Ceuss qu’ ont du poil et d’ la fierté,
Les inconnus..., que tout l’ mond’ frôle,
Souffrent c’ qu’y souffr’nt sans rouspéter
Et pass’nt en couchant les épaules ?
 
C’est-y que quand le ventre est vide
On n’ peut rien autr’ que s’ résigner,
Comm’ le bétail au front stupide
Qui sent d’avanc’ qu’y s’ra saigné ?
 
Comment qu’ ça s’ fait qu’ la viande est lâche
Et qu’on n’ tent’rait pas un coup d’ chien
Et qu’ moins on peut... moins qu’on s’ maintient.
Pus on s’ cramponne et pus qu’on tâche ?
 
(Car c’est pas drôl’ d’êt’ sans coucher
Pour la raison qu’on est fauché,
Ou d’ pas s’ connaître eun’ tit’ maîtresse
À caus’ qu’on est dans la détresse !)
 
(L’ droit au baiser existe trop
Pour les rupins qu’ est débauchés,
Pour les barbes, pour les michets ;
Le sans-pognon, lui, bais’... la peau !)
 
(Pourtant, vrai, on sait c’ qu’est la Vie
Qui s’ traduit par l’ mêm’ boniment
Qu’ dans la galette ou l’ sentiment
On vous fait jamais qu’ des vach’ries !)
 
Donc, comment qu’ ça s’ fait qu’on fait rien,
Qu’on a cor’ la forc’ de poursuivre
Et qu’ malgré tout, ben, on s’ laiss’ vivre
À la j’ m’en-fous, à la p’têt’-bien ?
 
Oh ! C’est qu’ chacun a sa chimère
Et qu’ pus il est bas l’ purotain,
Pus qu’y marin’ dans les misères,
Pus que son gniasse est incertain,
 
Et qu’ moins y sait où donner d’ l’aile,
Comme en plein jour l’oiseau du soir,
Pus qu’y se r’suc’ dans la cervelle
Deux grains d’ mensonge et un d’espoir !
 
Espoir de quoi ? Dam’ ! ça dépend :
Gn’en a qu’ espèr’nt en eun’ Justice,
D’aut’s en la Gloir’ (ça, c’est un vice...

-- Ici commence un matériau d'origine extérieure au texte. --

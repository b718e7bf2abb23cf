//! Worker pool draining the work queue.
//!
//! Each worker owns one transmission channel and sends the shared
//! [`PacketTemplate`] to every address it takes off the queue. A failed
//! send drops that packet, logs a warning and swaps in a freshly opened
//! channel. Failing to open a channel is fatal.

use std::sync::Arc;

use tokio::task::JoinSet;
use tokio_util::sync::CancellationToken;
use tracing::{debug, error, info, warn};

use crate::error::{PtreeError, PtreeResult};
use crate::packet::PacketTemplate;
use crate::queue::QueueConsumer;
use crate::transmit::ChannelOpener;

// ── WorkerStats ──────────────────────────────────────────────────

/// Per-worker counters, returned when the worker stops.
#[derive(Debug, Clone, Copy, Default, PartialEq, Eq)]
pub struct WorkerStats {
    /// Packets handed to the channel successfully.
    pub sent: u64,
    /// Packets lost to a failed send.
    pub dropped: u64,
    /// Replacement channels opened after a failure.
    pub reopened: u64,
}

impl std::ops::AddAssign for WorkerStats {
    fn add_assign(&mut self, rhs: Self) {
        self.sent += rhs.sent;
        self.dropped += rhs.dropped;
        self.reopened += rhs.reopened;
    }
}

// ── Worker ───────────────────────────────────────────────────────

/// A single consumer loop.
pub struct Worker {
    id: usize,
    opener: Arc<dyn ChannelOpener>,
    packet: PacketTemplate,
    queue: QueueConsumer,
}

impl Worker {
    pub fn new(
        id: usize,
        opener: Arc<dyn ChannelOpener>,
        packet: PacketTemplate,
        queue: QueueConsumer,
    ) -> Self {
        Self {
            id,
            opener,
            packet,
            queue,
        }
    }

    /// Drain the queue until it closes.
    ///
    /// Returns [`PtreeError::ChannelOpen`] if the initial or a
    /// replacement channel cannot be opened.
    pub async fn run(self) -> PtreeResult<WorkerStats> {
        info!(worker = self.id, "starting worker");
        let mut stats = WorkerStats::default();
        let mut channel = self.opener.open().await.map_err(PtreeError::ChannelOpen)?;

        while let Some(addr) = self.queue.pop().await {
            match channel.transmit(self.packet.as_bytes(), addr).await {
                Ok(()) => stats.sent += 1,
                Err(e) => {
                    stats.dropped += 1;
                    warn!(worker = self.id, %addr, "could not send ping packet: {e}");
                    channel = self.opener.open().await.map_err(PtreeError::ChannelOpen)?;
                    stats.reopened += 1;
                }
            }
        }

        debug!(worker = self.id, ?stats, "queue closed, worker stopping");
        Ok(stats)
    }
}

// ── WorkerPool ───────────────────────────────────────────────────

/// A set of workers sharing one queue, one opener and one packet.
pub struct WorkerPool {
    workers: JoinSet<PtreeResult<WorkerStats>>,
}

impl WorkerPool {
    /// Spawn `count` workers onto the current runtime.
    pub fn spawn(
        count: usize,
        opener: Arc<dyn ChannelOpener>,
        packet: PacketTemplate,
        queue: QueueConsumer,
    ) -> Self {
        let mut workers = JoinSet::new();
        for id in 0..count {
            let worker = Worker::new(id, Arc::clone(&opener), packet.clone(), queue.clone());
            workers.spawn(worker.run());
        }
        Self { workers }
    }

    pub fn len(&self) -> usize {
        self.workers.len()
    }

    pub fn is_empty(&self) -> bool {
        self.workers.is_empty()
    }

    /// Wait for every worker to stop.
    ///
    /// On the first fatal worker error `cancel` is triggered, the
    /// remaining workers are aborted and the error is returned.
    pub async fn join(mut self, cancel: &CancellationToken) -> PtreeResult<WorkerStats> {
        let mut total = WorkerStats::default();
        while let Some(joined) = self.workers.join_next().await {
            let result = match joined {
                Ok(result) => result,
                Err(e) if e.is_cancelled() => continue,
                Err(e) => Err(PtreeError::Other(format!("worker panicked: {e}"))),
            };
            match result {
                Ok(stats) => total += stats,
                Err(e) => {
                    error!("worker failed: {e}");
                    cancel.cancel();
                    self.workers.abort_all();
                    return Err(e);
                }
            }
        }
        Ok(total)
    }
}

// ── Tests ────────────────────────────────────────────────────────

Leur faut dans l’ fign’ trois plum’s de paon !)
 
Mais l’ pus grand nombr’... l’est comm’ mézigue,
Y rêv’ d’un coin qui s’rait quéqu’ part,
N’importe, y n’ sait, où, pour sa part,
Y verrait flancher sa fatigue :
 
Un endroit ousque, sans charger,
Ça r’ssemblerait à d’ la vraie Vie,
À d’ l’Amour et à du manger,
Mais pas comm’ dans les théories.
 
Un soir d’été, deux brins d’ persil,
Eun’ tit’ bicoque à la campagne
Et quéqu’ chose à s’ mett’ dans l’ fusil.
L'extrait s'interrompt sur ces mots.